Aims: Cells have evolved a highly sophisticated web of cytoprotective systems to neutralize unwanted oxidative stress, but are challenged by unique modern day stresses such as cigarette smoking and ingestion of a high-fat diet (HFD). Age-related disease, such as age-related macular degeneration (AMD), the most common cause of blindness among the elderly in Western societies, develops in part, when oxidative stress overwhelms cytoprotective systems to injure tissue. Since most studies focus on the protection by a single protective system, the aim of this study was to investigate the impact of more than one cytoprotective system against oxidative stress. Results: Wingless (Wnt) and nuclear factor-erythroid 2-related factor 2 (Nrf2), two fundamental signaling systems that are vital to cell survival, decline after mice are exposed to chronic cigarette smoke and HFD, two established AMD risk factors, in a bidirectional feedback loop through phosphorylated glycogen synthase kinase 3 beta.
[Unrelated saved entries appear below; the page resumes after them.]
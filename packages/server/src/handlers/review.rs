//! Review endpoints, nested under `/titles/{title_id}/reviews`.
//!
//! Creation enforces the one-review-per-author-per-title rule. The handler
//! pre-checks for an existing row to give a friendly message, but the unique
//! `(author_id, title_id)` index is what actually decides races: of N
//! concurrent identical POSTs, the store admits exactly one and the rest
//! surface here as unique-constraint violations.

use axum::Json;
use axum::extract::{Path, Query, State};
use axum::http::StatusCode;
use axum::response::IntoResponse;
use sea_orm::*;
use tracing::instrument;

use crate::entity::{comment, review, user};
use crate::error::{AppError, ErrorBody};
use crate::extractors::auth::AuthUser;
use crate::extractors::json::AppJson;
use crate::models::review::{
    CreateReviewRequest, ReviewListQuery, ReviewListResponse, ReviewResponse, UpdateReviewRequest,
    validate_score, validate_text,
};
use crate::models::shared::Pagination;
use crate::policy::{self, Access, Resource};
use crate::state::AppState;

use super::title::find_title;

#[utoipa::path(
    get,
    path = "/",
    tag = "Reviews",
    operation_id = "listReviews",
    summary = "List reviews of a title",
    params(
        ("title_id" = i32, Path, description = "Title ID"),
        ReviewListQuery,
    ),
    responses(
        (status = 200, description = "List of reviews", body = ReviewListResponse),
        (status = 404, description = "Title not found (NOT_FOUND)", body = ErrorBody),
    ),
)]
#[instrument(skip(state, query), fields(title_id))]
pub async fn list_reviews(
    State(state): State<AppState>,
    Path(title_id): Path<i32>,
    Query(query): Query<ReviewListQuery>,
) -> Result<Json<ReviewListResponse>, AppError> {
    find_title(&state.db, title_id).await?;

    let page = Ord::max(query.page.unwrap_or(1), 1);
    let per_page = query.per_page.unwrap_or(20).clamp(1, 100);

    let select = review::Entity::find().filter(review::Column::TitleId.eq(title_id));

    let total = select
        .clone()
        .paginate(&state.db, per_page)
        .num_items()
        .await?;
    let total_pages = total.div_ceil(per_page);

    let reviews = select
        .order_by(review::Column::PubDate, Order::Asc)
        .order_by(review::Column::Id, Order::Asc)
        .offset(Some((page - 1) * per_page))
        .limit(Some(per_page))
        .all(&state.db)
        .await?;

    let authors = author_names(&state.db, reviews.iter().map(|r| r.author_id)).await?;
    let data = reviews
        .into_iter()
        .map(|r| {
            let author = authors.get(&r.author_id).cloned().unwrap_or_default();
            ReviewResponse::from_model(r, author)
        })
        .collect();

    Ok(Json(ReviewListResponse {
        data,
        pagination: Pagination {
            page,
            per_page,
            total,
            total_pages,
        },
    }))
}

#[utoipa::path(
    post,
    path = "/",
    tag = "Reviews",
    operation_id = "createReview",
    summary = "Post a review for a title",
    description = "Creates the caller's review of a title. Each user may review a given title at most once; a second attempt is rejected.",
    params(("title_id" = i32, Path, description = "Title ID")),
    request_body = CreateReviewRequest,
    responses(
        (status = 201, description = "Review created", body = ReviewResponse),
        (status = 400, description = "Validation error (VALIDATION_ERROR)", body = ErrorBody),
        (status = 401, description = "Unauthorized (TOKEN_MISSING, TOKEN_INVALID)", body = ErrorBody),
        (status = 404, description = "Title not found (NOT_FOUND)", body = ErrorBody),
        (status = 409, description = "Already reviewed this title (CONFLICT)", body = ErrorBody),
    ),
    security(("jwt" = [])),
)]
#[instrument(skip(state, auth_user, payload), fields(title_id, username = %auth_user.username))]
pub async fn create_review(
    auth_user: AuthUser,
    State(state): State<AppState>,
    Path(title_id): Path<i32>,
    AppJson(payload): AppJson<CreateReviewRequest>,
) -> Result<impl IntoResponse, AppError> {
    policy::require_request(Some(&auth_user), Access::Write, Resource::Contribution)?;
    validate_text(&payload.text)?;
    validate_score(payload.score, &state.config.review)?;

    find_title(&state.db, title_id).await?;

    // Pre-check only shapes the error message; the unique index is the
    // guard that concurrent requests can't slip past.
    let already_reviewed = review::Entity::find()
        .filter(review::Column::TitleId.eq(title_id))
        .filter(review::Column::AuthorId.eq(auth_user.user_id))
        .count(&state.db)
        .await?
        > 0;
    if already_reviewed {
        return Err(AppError::Conflict("You have already reviewed this title".into()));
    }

    let new_review = review::ActiveModel {
        text: Set(payload.text),
        score: Set(payload.score),
        title_id: Set(title_id),
        author_id: Set(auth_user.user_id),
        pub_date: Set(chrono::Utc::now()),
        ..Default::default()
    };

    let model = new_review.insert(&state.db).await.map_err(|e| match e.sql_err() {
        Some(SqlErr::UniqueConstraintViolation(_)) => {
            AppError::Conflict("You have already reviewed this title".into())
        }
        _ => AppError::from(e),
    })?;

    Ok((
        StatusCode::CREATED,
        Json(ReviewResponse::from_model(model, auth_user.username)),
    ))
}

#[utoipa::path(
    get,
    path = "/{review_id}",
    tag = "Reviews",
    operation_id = "getReview",
    summary = "Get a review",
    params(
        ("title_id" = i32, Path, description = "Title ID"),
        ("review_id" = i32, Path, description = "Review ID"),
    ),
    responses(
        (status = 200, description = "Review details", body = ReviewResponse),
        (status = 404, description = "Review not found (NOT_FOUND)", body = ErrorBody),
    ),
)]
#[instrument(skip(state), fields(title_id, review_id))]
pub async fn get_review(
    State(state): State<AppState>,
    Path((title_id, review_id)): Path<(i32, i32)>,
) -> Result<Json<ReviewResponse>, AppError> {
    let model = find_review_for_title(&state.db, title_id, review_id).await?;
    let author = author_name(&state.db, model.author_id).await?;
    Ok(Json(ReviewResponse::from_model(model, author)))
}

#[utoipa::path(
    patch,
    path = "/{review_id}",
    tag = "Reviews",
    operation_id = "updateReview",
    summary = "Edit a review",
    description = "Partially updates a review. Allowed for its author, moderators, and admins.",
    params(
        ("title_id" = i32, Path, description = "Title ID"),
        ("review_id" = i32, Path, description = "Review ID"),
    ),
    request_body = UpdateReviewRequest,
    responses(
        (status = 200, description = "Review updated", body = ReviewResponse),
        (status = 400, description = "Validation error (VALIDATION_ERROR)", body = ErrorBody),
        (status = 401, description = "Unauthorized (TOKEN_MISSING, TOKEN_INVALID)", body = ErrorBody),
        (status = 403, description = "Forbidden (PERMISSION_DENIED)", body = ErrorBody),
        (status = 404, description = "Review not found (NOT_FOUND)", body = ErrorBody),
    ),
    security(("jwt" = [])),
)]
#[instrument(skip(state, auth_user, payload), fields(title_id, review_id))]
pub async fn update_review(
    auth_user: AuthUser,
    State(state): State<AppState>,
    Path((title_id, review_id)): Path<(i32, i32)>,
    AppJson(payload): AppJson<UpdateReviewRequest>,
) -> Result<Json<ReviewResponse>, AppError> {
    policy::require_request(Some(&auth_user), Access::Write, Resource::Contribution)?;

    let existing = find_review_for_title(&state.db, title_id, review_id).await?;
    policy::require_contribution_write(&auth_user, existing.author_id)?;

    if let Some(ref text) = payload.text {
        validate_text(text)?;
    }
    if let Some(score) = payload.score {
        validate_score(score, &state.config.review)?;
    }

    if payload == UpdateReviewRequest::default() {
        let author = author_name(&state.db, existing.author_id).await?;
        return Ok(Json(ReviewResponse::from_model(existing, author)));
    }

    let author_id = existing.author_id;
    let mut active: review::ActiveModel = existing.into();
    if let Some(text) = payload.text {
        active.text = Set(text);
    }
    if let Some(score) = payload.score {
        active.score = Set(score);
    }

    let model = active.update(&state.db).await?;
    let author = author_name(&state.db, author_id).await?;
    Ok(Json(ReviewResponse::from_model(model, author)))
}

#[utoipa::path(
    delete,
    path = "/{review_id}",
    tag = "Reviews",
    operation_id = "deleteReview",
    summary = "Delete a review",
    description = "Deletes a review together with its comments. Allowed for its author, moderators, and admins.",
    params(
        ("title_id" = i32, Path, description = "Title ID"),
        ("review_id" = i32, Path, description = "Review ID"),
    ),
    responses(
        (status = 204, description = "Review deleted"),
        (status = 401, description = "Unauthorized (TOKEN_MISSING, TOKEN_INVALID)", body = ErrorBody),
        (status = 403, description = "Forbidden (PERMISSION_DENIED)", body = ErrorBody),
        (status = 404, description = "Review not found (NOT_FOUND)", body = ErrorBody),
    ),
    security(("jwt" = [])),
)]
#[instrument(skip(state, auth_user), fields(title_id, review_id))]
pub async fn delete_review(
    auth_user: AuthUser,
    State(state): State<AppState>,
    Path((title_id, review_id)): Path<(i32, i32)>,
) -> Result<impl IntoResponse, AppError> {
    policy::require_request(Some(&auth_user), Access::Write, Resource::Contribution)?;

    let txn = state.db.begin().await?;
    let existing = find_review_for_title(&txn, title_id, review_id).await?;
    policy::require_contribution_write(&auth_user, existing.author_id)?;

    comment::Entity::delete_many()
        .filter(comment::Column::ReviewId.eq(existing.id))
        .exec(&txn)
        .await?;
    review::Entity::delete_by_id(existing.id).exec(&txn).await?;

    txn.commit().await?;
    Ok(StatusCode::NO_CONTENT)
}

/// Look up a review and confirm it belongs to the title in the path.
pub(crate) async fn find_review_for_title<C: ConnectionTrait>(
    db: &C,
    title_id: i32,
    review_id: i32,
) -> Result<review::Model, AppError> {
    let model = review::Entity::find_by_id(review_id)
        .one(db)
        .await?
        .ok_or_else(|| AppError::NotFound("Review not found".into()))?;

    if model.title_id != title_id {
        return Err(AppError::NotFound("Review not found".into()));
    }

    Ok(model)
}

pub(crate) async fn author_name<C: ConnectionTrait>(
    db: &C,
    author_id: i32,
) -> Result<String, AppError> {
    user::Entity::find_by_id(author_id)
        .select_only()
        .column(user::Column::Username)
        .into_tuple::<String>()
        .one(db)
        .await?
        // Contributions are deleted with their author, so a dangling
        // author_id means corrupted state.
        .ok_or_else(|| AppError::Internal(format!("Author {author_id} missing")))
}

pub(crate) async fn author_names<C, I>(
    db: &C,
    author_ids: I,
) -> Result<std::collections::HashMap<i32, String>, AppError>
where
    C: ConnectionTrait,
    I: Iterator<Item = i32>,
{
    let ids: Vec<i32> = author_ids.collect();
    Ok(user::Entity::find()
        .filter(user::Column::Id.is_in(ids))
        .select_only()
        .column(user::Column::Id)
        .column(user::Column::Username)
        .into_tuple::<(i32, String)>()
        .all(db)
        .await?
        .into_iter()
        .collect())
}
Decreased Wnt and Nrf2 signaling leads to retinal pigment epithelial dysfunction and apoptosis, and a phenotype that is strikingly similar to geographic atrophy (GA), an advanced form of AMD with no effective treatment. Innovation: This study is the first to show that chronic oxidative stress from common modern day environmental exposures reduces two fundamental and vital cytoprotective networks in a bidirectional feedback loop, and their decline leads to advanced disease phenotype. Conclusion: Our data offer new insights into how combined modern oxidative stresses of cigarette smoking and HFD contribute to GA through an interactive decline in Wnt and Nrf2 signaling.